Input records:
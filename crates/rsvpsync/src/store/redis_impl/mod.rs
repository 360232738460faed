//! Redis store backend.
//!
//! Shares one document store across every instance of the service.

mod error;
mod store;

pub use store::RedisStore;
//! Pure token cache rules.
//!
//! Time is always passed in as epoch seconds so callers decide which clock
//! to trust.

use super::{AccessToken, Result, TokenError, TokenGrant};

/// A token is never handed out within this many seconds of its expiry.
pub const SKEW_BUFFER_SECS: i64 = 60;

/// Returns true if `token` may still be used at `now`.
pub fn is_token_usable(token: &AccessToken, now: i64) -> bool {
    !token.value.is_empty() && token.expires_at > now.saturating_add(SKEW_BUFFER_SECS)
}

/// Builds the record to persist from a grant received at `now`.
///
/// Rejects grants that would already be unusable under the skew buffer.
pub fn token_from_grant(grant: TokenGrant, now: i64) -> Result<AccessToken> {
    if grant.access_token.trim().is_empty() {
        return Err(TokenError::InvalidResponse(
            "access_token is empty".to_string(),
        ));
    }

    let token = AccessToken::new(grant.access_token, now.saturating_add(grant.expires_in));

    if !is_token_usable(&token, now) {
        return Err(TokenError::TooShortLived(grant.expires_in));
    }

    Ok(token)
}

/// Serializes a token record to JSON bytes.
pub fn serialize_token(token: &AccessToken) -> Result<Vec<u8>> {
    serde_json::to_vec(token).map_err(|e| TokenError::InvalidRecord(e.to_string()))
}

/// Deserializes a token record from JSON bytes.
pub fn deserialize_token(bytes: &[u8]) -> Result<AccessToken> {
    serde_json::from_slice(bytes).map_err(|e| TokenError::InvalidRecord(e.to_string()))
}
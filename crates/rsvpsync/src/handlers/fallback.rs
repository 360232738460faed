use axum::{
    http::{Method, StatusCode},
    response::{IntoResponse, Response},
    Json,
};
use serde_json::json;

/// Answers every request no route handles.
///
/// OPTIONS on any path succeeds with an empty body; anything else is 404.
pub async fn fallback(method: Method) -> Response {
    if method == Method::OPTIONS {
        return StatusCode::OK.into_response();
    }

    (
        StatusCode::NOT_FOUND,
        Json(json!({"error": "Not found", "code": "not_found"})),
    )
        .into_response()
}
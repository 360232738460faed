use async_trait::async_trait;

use super::{EventRecord, EventsError};

/// Result type for event operations.
pub type Result<T> = std::result::Result<T, EventsError>;

/// Source of upcoming events, authenticated with a bearer token.
#[async_trait]
pub trait EventSource: Send + Sync {
    /// Fetches and normalizes the upcoming events.
    ///
    /// Either every event is returned or the call fails; there are no
    /// partial results.
    async fn fetch_events(&self, token: &str) -> Result<Vec<EventRecord>>;
}
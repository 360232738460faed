//! Application state.
//!
//! This module defines the shared application state that is passed to all
//! request handlers. Storage is a trait object so the backend can be chosen
//! via feature flags; see `crate::store` for the mutual-exclusion checks.

use std::sync::Arc;

use anyhow::Context;
use rsvpsync_auth::{RefreshTokenIssuer, TokenCache};
use rsvpsync_core::events::EventSource;
use rsvpsync_core::merge::NameVisibility;
use rsvpsync_core::store::KvStore;
use rsvpsync_core::token::TokenIssuer;

use crate::config::Config;
use crate::ledger::Ledger;
use crate::upstream::EventFetcher;

/// Shared application state.
///
/// Cloned for each request handler. The only shared mutable data lives in
/// the key-value store behind `token_cache` and `ledger`.
#[derive(Clone)]
pub struct AppState {
    /// Cached Meetup access token.
    pub token_cache: TokenCache,
    /// Upstream events API.
    pub events: Arc<dyn EventSource>,
    /// Local attendee ledger.
    pub ledger: Arc<Ledger>,
    /// Meetup group url name, echoed by `/debug`.
    pub group: String,
    /// Whether `/events` includes attendee names.
    pub visibility: NameVisibility,
}

impl AppState {
    /// Wires the handlers' dependencies together.
    pub fn build(
        store: Arc<dyn KvStore>,
        issuer: Arc<dyn TokenIssuer>,
        events: Arc<dyn EventSource>,
        ledger: Ledger,
        group: impl Into<String>,
        visibility: NameVisibility,
    ) -> Self {
        Self {
            token_cache: TokenCache::new(store, issuer),
            events,
            ledger: Arc::new(ledger),
            group: group.into(),
            visibility,
        }
    }

    /// Builds the production state over an already opened store.
    pub fn with_store(store: Arc<dyn KvStore>, config: &Config) -> anyhow::Result<Self> {
        let http_client = reqwest::Client::builder()
            .timeout(config.upstream_timeout())
            .build()
            .context("failed to build HTTP client")?;

        let issuer = Arc::new(RefreshTokenIssuer::new(
            config.oauth.clone(),
            http_client.clone(),
        ));

        let events = Arc::new(EventFetcher::new(
            http_client,
            config.events_api,
            config.events_endpoint()?,
            config.group_urlname.clone(),
            config.page_size,
        ));

        let ledger = Ledger::new(
            store.clone(),
            config.conditional_writes,
            config.ledger_max_attempts,
        );

        tracing::info!(
            group = %config.group_urlname,
            events_api = %config.events_api,
            ledger_mode = ?ledger.mode(),
            expose_local_names = config.expose_local_names,
            "Application state ready"
        );

        Ok(Self::build(
            store,
            issuer,
            events,
            ledger,
            config.group_urlname.clone(),
            NameVisibility::from_flag(config.expose_local_names),
        ))
    }
}

// ============================================================================
// Factory functions for the store backends
// ============================================================================

#[cfg(feature = "memory")]
mod memory_store {
    use super::*;
    use crate::store::MemoryStore;

    impl AppState {
        /// Creates AppState with the in-memory store.
        /// Tokens and RSVPs are lost on restart.
        pub async fn new(config: &Config) -> anyhow::Result<Self> {
            tracing::warn!("Using the in-memory store; RSVPs will not survive a restart");
            Self::with_store(Arc::new(MemoryStore::new()), config)
        }
    }
}

#[cfg(feature = "sqlite")]
mod sqlite_store {
    use super::*;
    use crate::store::SqliteStore;

    impl AppState {
        /// Creates AppState with the SQLite store.
        pub async fn new(config: &Config) -> anyhow::Result<Self> {
            let store = SqliteStore::new(&config.sqlite_path)
                .await
                .with_context(|| format!("failed to open SQLite store at {}", config.sqlite_path))?;
            Self::with_store(Arc::new(store), config)
        }
    }
}

#[cfg(feature = "redis")]
mod redis_store {
    use super::*;
    use crate::store::RedisStore;

    impl AppState {
        /// Creates AppState with the Redis store.
        pub async fn new(config: &Config) -> anyhow::Result<Self> {
            let store = RedisStore::new(&config.redis_url)
                .await
                .context("failed to connect to Redis")?;
            Self::with_store(Arc::new(store), config)
        }
    }
}
//! SQLite error mapping.
//!
//! Maps `tokio_rusqlite::Error` and `rusqlite::Error` to `StoreError` from
//! `rsvpsync_core::store`.

use rsvpsync_core::store::StoreError;

/// Maps a rusqlite error to a StoreError.
///
/// - `CannotOpen`, `DatabaseBusy` and `DatabaseLocked` -> `ConnectionFailed`
/// - All other errors -> `OperationFailed`
fn map_rusqlite_error(err: &rusqlite::Error) -> StoreError {
    match err {
        rusqlite::Error::SqliteFailure(sqlite_err, _)
            if matches!(
                sqlite_err.code,
                rusqlite::ErrorCode::CannotOpen
                    | rusqlite::ErrorCode::DatabaseBusy
                    | rusqlite::ErrorCode::DatabaseLocked
            ) =>
        {
            StoreError::ConnectionFailed(format!("SQLite unavailable: {err}"))
        }
        _ => StoreError::OperationFailed(err.to_string()),
    }
}

/// Maps a tokio_rusqlite error to a StoreError.
pub fn map_tokio_rusqlite_error(err: tokio_rusqlite::Error) -> StoreError {
    match &err {
        tokio_rusqlite::Error::Rusqlite(rusqlite_err) => map_rusqlite_error(rusqlite_err),
        tokio_rusqlite::Error::ConnectionClosed | tokio_rusqlite::Error::Close(_) => {
            StoreError::ConnectionFailed("Connection closed unexpectedly".to_string())
        }
        _ => StoreError::OperationFailed(err.to_string()),
    }
}
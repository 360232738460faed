use std::time::Duration;

use axum::{
    http::{header, HeaderValue, Method, StatusCode},
    routing::{get, post},
    Router,
};
use tower_http::{
    cors::{Any, CorsLayer},
    set_header::SetResponseHeaderLayer,
    timeout::TimeoutLayer,
    trace::TraceLayer,
};

use crate::{
    handlers::{events::list_events, fallback::fallback, health::debug, rsvp::create_rsvp},
    state::AppState,
};

const ALLOWED_METHODS: &str = "GET,POST,OPTIONS";
const ALLOWED_HEADERS: &str = "content-type";

/// Create the application router with all routes and middleware.
///
/// `request_timeout` bounds a whole request and answers 408 when it fires.
pub fn create_app(state: AppState, request_timeout: Duration) -> Router {
    // Answers real preflights and sets allow-origin on every response
    let cors = CorsLayer::new()
        .allow_origin(Any)
        .allow_methods([Method::GET, Method::POST, Method::OPTIONS])
        .allow_headers([header::CONTENT_TYPE]);

    Router::new()
        .route("/debug", get(debug).fallback(fallback))
        .route("/events", get(list_events).fallback(fallback))
        .route("/rsvp", post(create_rsvp).fallback(fallback))
        .fallback(fallback)
        .layer(TimeoutLayer::with_status_code(
            StatusCode::REQUEST_TIMEOUT,
            request_timeout,
        ))
        .layer(TraceLayer::new_for_http())
        .layer(cors)
        // CorsLayer only sends these on preflights; the browser client expects them always
        .layer(SetResponseHeaderLayer::if_not_present(
            header::ACCESS_CONTROL_ALLOW_ORIGIN,
            HeaderValue::from_static("*"),
        ))
        .layer(SetResponseHeaderLayer::if_not_present(
            header::ACCESS_CONTROL_ALLOW_METHODS,
            HeaderValue::from_static(ALLOWED_METHODS),
        ))
        .layer(SetResponseHeaderLayer::if_not_present(
            header::ACCESS_CONTROL_ALLOW_HEADERS,
            HeaderValue::from_static(ALLOWED_HEADERS),
        ))
        .with_state(state)
}
//! Read-only access to environment overrides.

use std::collections::HashMap;

/// Source of environment overrides consulted during a feed.
///
/// [`EnvFile::feed`](crate::EnvFile::feed) looks up every raw key through
/// this trait, so tests and embedders can substitute a fixed override set
/// for the process environment.
pub trait EnvSource {
    /// Returns the value of `key` if the variable is set.
    fn lookup(&self, key: &str) -> Option<String>;
}

/// The process environment, read through [`std::env::var`].
///
/// Variables holding non-Unicode data are treated as unset. The environment
/// is only ever read here, never written.
#[derive(Debug, Clone, Copy, Default)]
pub struct OsEnv;

impl EnvSource for OsEnv {
    fn lookup(&self, key: &str) -> Option<String> {
        std::env::var(key).ok()
    }
}

/// A fixed override set; handy in tests and for callers that assemble their
/// own override map instead of touching process state.
impl EnvSource for HashMap<String, String> {
    fn lookup(&self, key: &str) -> Option<String> {
        self.get(key).cloned()
    }
}

#[cfg(test)]
mod tests {
    use super::*;

    #[test]
    fn test_os_env_reads_set_variables() {
        let _lock = crate::test_util::global_test_lock().lock().unwrap();
        temp_env::with_vars([("_ENVFEED_TEST_SET", Some("value"))], || {
            assert_eq!(
                OsEnv.lookup("_ENVFEED_TEST_SET"),
                Some("value".to_string())
            );
        });
    }

    #[test]
    fn test_os_env_reports_unset_variables_as_none() {
        let _lock = crate::test_util::global_test_lock().lock().unwrap();
        temp_env::with_vars([("_ENVFEED_TEST_UNSET", None::<&str>)], || {
            assert_eq!(OsEnv.lookup("_ENVFEED_TEST_UNSET"), None);
        });
    }

    #[test]
    fn test_os_env_passes_empty_values_through() {
        // The empty-means-absent rule lives in the resolver, not here.
        let _lock = crate::test_util::global_test_lock().lock().unwrap();
        temp_env::with_vars([("_ENVFEED_TEST_EMPTY", Some(""))], || {
            assert_eq!(OsEnv.lookup("_ENVFEED_TEST_EMPTY"), Some(String::new()));
        });
    }

    #[test]
    fn test_hash_map_source_returns_exact_entries() {
        let mut env = HashMap::new();
        env.insert("APP_NAME".to_string(), "override".to_string());

        assert_eq!(env.lookup("APP_NAME"), Some("override".to_string()));
        assert_eq!(env.lookup("APP_PORT"), None);
    }
}
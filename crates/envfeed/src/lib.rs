//! Env-file configuration feeding with standardized keys.
//!
//! This crate reads one `KEY=VALUE` env file, standardizes every key to
//! dotted lowercase (`APP_NAME` becomes `app.name`), and overlays non-empty
//! process-environment values over the file's defaults:
//!
//! ```no_run
//! use envfeed::EnvFile;
//!
//! # fn main() -> Result<(), envfeed::FeedError> {
//! let settings = EnvFile::new("app.env").feed()?;
//! # Ok(())
//! # }
//! ```
//!
//! Loading is fail-fast: a missing file, an unreadable file, or a line
//! without `=` aborts the whole feed and nothing partial is returned.

mod env;
mod error;
mod feeder;
mod loader;
mod parser;

pub use env::{EnvSource, OsEnv};
pub use error::FeedError;
pub use feeder::{EnvFile, standardize};

#[cfg(test)]
pub(crate) mod test_util {
    use std::sync::{Mutex, OnceLock};

    pub fn global_test_lock() -> &'static Mutex<()> {
        static LOCK: OnceLock<Mutex<()>> = OnceLock::new();
        LOCK.get_or_init(|| Mutex::new(()))
    }
}
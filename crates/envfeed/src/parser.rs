//! Line-level parsing of `KEY=VALUE` assignments.
//!
//! Responsibilities:
//! - Split one line of an env file into a raw key/value pair, or classify
//!   it as skippable (blank, comment, empty key).
//!
//! Does NOT handle:
//! - File access or map accumulation (see `loader`).
//! - Key standardization or environment overrides (see `feeder`).
//!
//! Invariants:
//! - Pure: no I/O, no environment access.
//! - Only the first `=` splits, so values may contain `=` freely.
//! - No quoting, escaping, or interpolation is recognized.

use crate::error::FeedError;

/// A key/value pair borrowed from one line of an env file.
#[derive(Debug, Clone, Copy, PartialEq, Eq)]
pub(crate) struct RawEntry<'a> {
    pub key: &'a str,
    pub value: &'a str,
}

/// Splits one line into a raw key/value pair.
///
/// Returns `Ok(None)` for lines the loader skips: blank lines, lines whose
/// first non-whitespace character is `#`, and assignments with an empty key
/// (`=value`). A non-blank line without any `=` fails with
/// [`FeedError::MalformedLine`] carrying the trimmed line text and `number`
/// (1-based).
///
/// Both the key and the value are trimmed of surrounding whitespace.
pub(crate) fn parse_line(number: usize, raw: &str) -> Result<Option<RawEntry<'_>>, FeedError> {
    let line = raw.trim();

    if line.is_empty() || line.starts_with('#') {
        return Ok(None);
    }

    let Some((key, value)) = line.split_once('=') else {
        return Err(FeedError::MalformedLine {
            line: number,
            content: line.to_string(),
        });
    };

    let key = key.trim();
    if key.is_empty() {
        return Ok(None);
    }

    Ok(Some(RawEntry {
        key,
        value: value.trim(),
    }))
}
//! Campaign persistence
//!
//! Records are written as pretty-printed JSON, one file per run.

use chrono::Utc;
use std::fs;
use std::path::{Path, PathBuf};
use tca_common::Result;
use tracing::info;

use crate::models::{CampaignRecord, PartialCampaign};

/// File-name friendly form of a title
fn slug(title: &str) -> String {
    let mut out = String::with_capacity(title.len());
    for c in title.chars() {
        if c.is_ascii_alphanumeric() {
            out.push(c.to_ascii_lowercase());
        } else if !out.ends_with('_') && !out.is_empty() {
            out.push('_');
        }
    }
    let trimmed = out.trim_end_matches('_');
    if trimmed.is_empty() {
        "untitled".to_string()
    } else {
        trimmed.to_string()
    }
}

fn write_json<T: serde::Serialize>(value: &T, dir: &Path, file_name: String) -> Result<PathBuf> {
    fs::create_dir_all(dir)?;
    let path = dir.join(file_name);
    fs::write(&path, serde_json::to_string_pretty(value)?)?;
    Ok(path)
}

/// Save a finished campaign as `campaign_<title>_<timestamp>_<run>.json`
pub fn save_campaign(record: &CampaignRecord, dir: &Path) -> Result<PathBuf> {
    let run = record.campaign.run_id.simple().to_string();
    let file_name = format!(
        "campaign_{}_{}_{}.json",
        slug(&record.campaign.movie.title),
        record.campaign.generated_at.format("%Y%m%d_%H%M%S"),
        &run[..8]
    );
    let path = write_json(record, dir, file_name)?;
    info!(
        run_id = %record.campaign.run_id,
        path = %path.display(),
        "Campaign saved"
    );
    Ok(path)
}

/// Save the remains of a failed run as `failed_run_<run>_<timestamp>.json`
pub fn save_partial(partial: &PartialCampaign, dir: &Path) -> Result<PathBuf> {
    let run = partial.run_id.simple().to_string();
    let file_name = format!(
        "failed_run_{}_{}.json",
        &run[..8],
        Utc::now().format("%Y%m%d_%H%M%S")
    );
    let path = write_json(partial, dir, file_name)?;
    info!(run_id = %partial.run_id, path = %path.display(), "Partial campaign saved");
    Ok(path)
}

/// Load a campaign previously written by `save_campaign`
pub fn load_campaign(path: &Path) -> Result<CampaignRecord> {
    if !path.exists() {
        return Err(tca_common::Error::NotFound(path.display().to_string()));
    }
    let content = fs::read_to_string(path)?;
    Ok(serde_json::from_str(&content)?)
}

Activity: I need each line of the entries that holds the string "parser" located and copied.

Exercise answer:
mod parser;
filename crates/envfeed/src/parser.rs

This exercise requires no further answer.